In the year 426 A.D. Augustine wrote a long treatise titled On Grace and Free Will addressed to the monks of Adrumetum. The purpose of this book was to answer the Pelagians who had argued that freedom of the will is denied by the doctrine of God’s grace. It was the heretical view of Pelagius that, in effect, grace was secondary to the will of man; that man could save himself by his own effort, or be damned by his refusal to will his own salvation. The Pelagian heresy thus nullified the significance of grace in our lives and elevated will above grace. Augustine had to refute that notion with the greatest force possible, without at the same time nullifying the doctrine of free will. He put it very succinctly in these words: “Will is to grace as the horse is to the rider.” That is, the rider (grace) feeds the will (horse) and prompts it in certain directions. The horse is still free to disobey, as many a horse has thrown its rider. But grace (the rider), when the bit in the horse’s mouth, can prompt the horse in certain directions that the horse is not inclined to resist, even though it is free to resist. This analogy probably has not been improved upon in all the literature on grace and free will. Yet, Augustine says, there is a Rider who is supreme, for as the Rider says in John 15:5, “Without me you can do nothing.” Even the inclination to good works, freely done, is an inclination rooted in God’s will, not our own. This inclination is, in other words, a gift of grace.

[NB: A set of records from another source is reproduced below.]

//! Render context abstraction
//!
//! This module defines the trait that rendering contexts implement so the
//! lesson pipeline can compile programs, upload meshes, set uniforms and draw
//! without knowing which graphics API sits underneath.

use slotmap::new_key_type;

use crate::render::api::uniforms::{FrameUniforms, UniformValue};
use crate::render::primitives::MeshData;
use crate::render::shading::LightingMode;
use crate::render::RenderResult;

new_key_type! {
    /// Handle to a compiled program owned by a render context
    pub struct ProgramHandle;

    /// Handle to an uploaded mesh owned by a render context
    pub struct MeshHandle;
}

/// One issued indexed draw, with the uniforms bound at the time
#[derive(Debug, Clone, PartialEq)]
pub struct DrawCall {
    /// Program drawn with
    pub program: ProgramHandle,
    /// Mesh drawn
    pub mesh: MeshHandle,
    /// Lighting mode of the program
    pub mode: LightingMode,
    /// Indices consumed
    pub index_count: usize,
    /// Uniform values bound to the program
    pub uniforms: FrameUniforms,
}

/// Rendering context trait
///
/// Every call on an unknown or released handle fails with
/// `RenderError::ResourceUnavailable`; the caller skips the frame.
pub trait RenderContext {
    /// Compile and link the program for a lighting mode
    fn create_program(&mut self, mode: LightingMode) -> RenderResult<ProgramHandle>;

    /// Upload vertex positions, normals and indices
    fn upload_mesh(&mut self, mesh: &MeshData) -> RenderResult<MeshHandle>;

    /// Set one named uniform on a program
    fn set_uniform(
        &mut self,
        program: ProgramHandle,
        name: &str,
        value: &UniformValue,
    ) -> RenderResult<()>;

    /// Draw `index_count` indices of `mesh` with `program`
    fn draw_indexed(
        &mut self,
        program: ProgramHandle,
        mesh: MeshHandle,
        index_count: usize,
    ) -> RenderResult<()>;

    /// Set every uniform of a frame, in order
    fn set_uniforms(&mut self, program: ProgramHandle, uniforms: &FrameUniforms) -> RenderResult<()> {
        for (name, value) in uniforms.iter() {
            self.set_uniform(program, name, value)?;
        }
        Ok(())
    }
}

Yet this is not to presume that the will is predestined by grace never to resist the direction it is given. Augustine in his On Grace and Free Will condemns as thoroughly unintelligent the notion of someone who declares that one is justified by faith alone “even if he lead a bad life, and has no goods works.” Good works are themselves the consequence of grace bestowed upon us to do them. But of course, we are not forced to do them, and many choose not to. It is, then, by the action of our own will, not by grace, that we might be damned because we have refused the grace of being called to good works. As Augustine puts it: “We are framed, therefore, that is, formed and created, in the good works which we have not ourselves prepared, but God has before ordained that we should walk in them.”

Paul in Philippians (2:12) admonishes us to work out our salvation “with fear and trembling.” What is the reason for fear and trembling? Augustine’s answer: “Because if you fear and tremble, you do not boast of your good works – as if they were your own, since it is God who works within you.” Thus Augustine disposes of the Pelagian heresy which taught that man alone, without God’s grace, had limitless power for good and for evil.

Now the business of temptation is where free will comes into play. We wish to be saved, but we must do the work of our salvation, and the work is to pray that grace will overcome our concupiscence (inclination to sin). A great insight by Augustine is this one:

the determination of the human will is insufficient, unless the Lord grant it victory in answer to prayer that it enter not into temptation…. If our Savior had only said, ‘Watch that you enter not into temptation,’ He would appear to have done nothing further than admonish man’s will; but since He added the words ‘and pray,’ He showed that God helps us not to enter into temptation.

Abundantly clear it was to Augustine that we do not receive grace according to our merits, for because of original sin no one has merited the grace that is freely given and without condition. And he cites the assurance of Jesus in the Gospel of John: “No man can come unto me, except it were given unto him of my Father.” (John:6:65) Grace then precedes the act of the will toward righteousness and justification. Augustine insists against the Pelagians, “If, then, your merits are God’s gifts, God does not crown your merits as your merits, but as his own gifts.” And when Paul says “I have fought the good fight,” Augustine asks from whence came the goodness of the fight if not from God’s strength (grace) given to Paul that he should fight well.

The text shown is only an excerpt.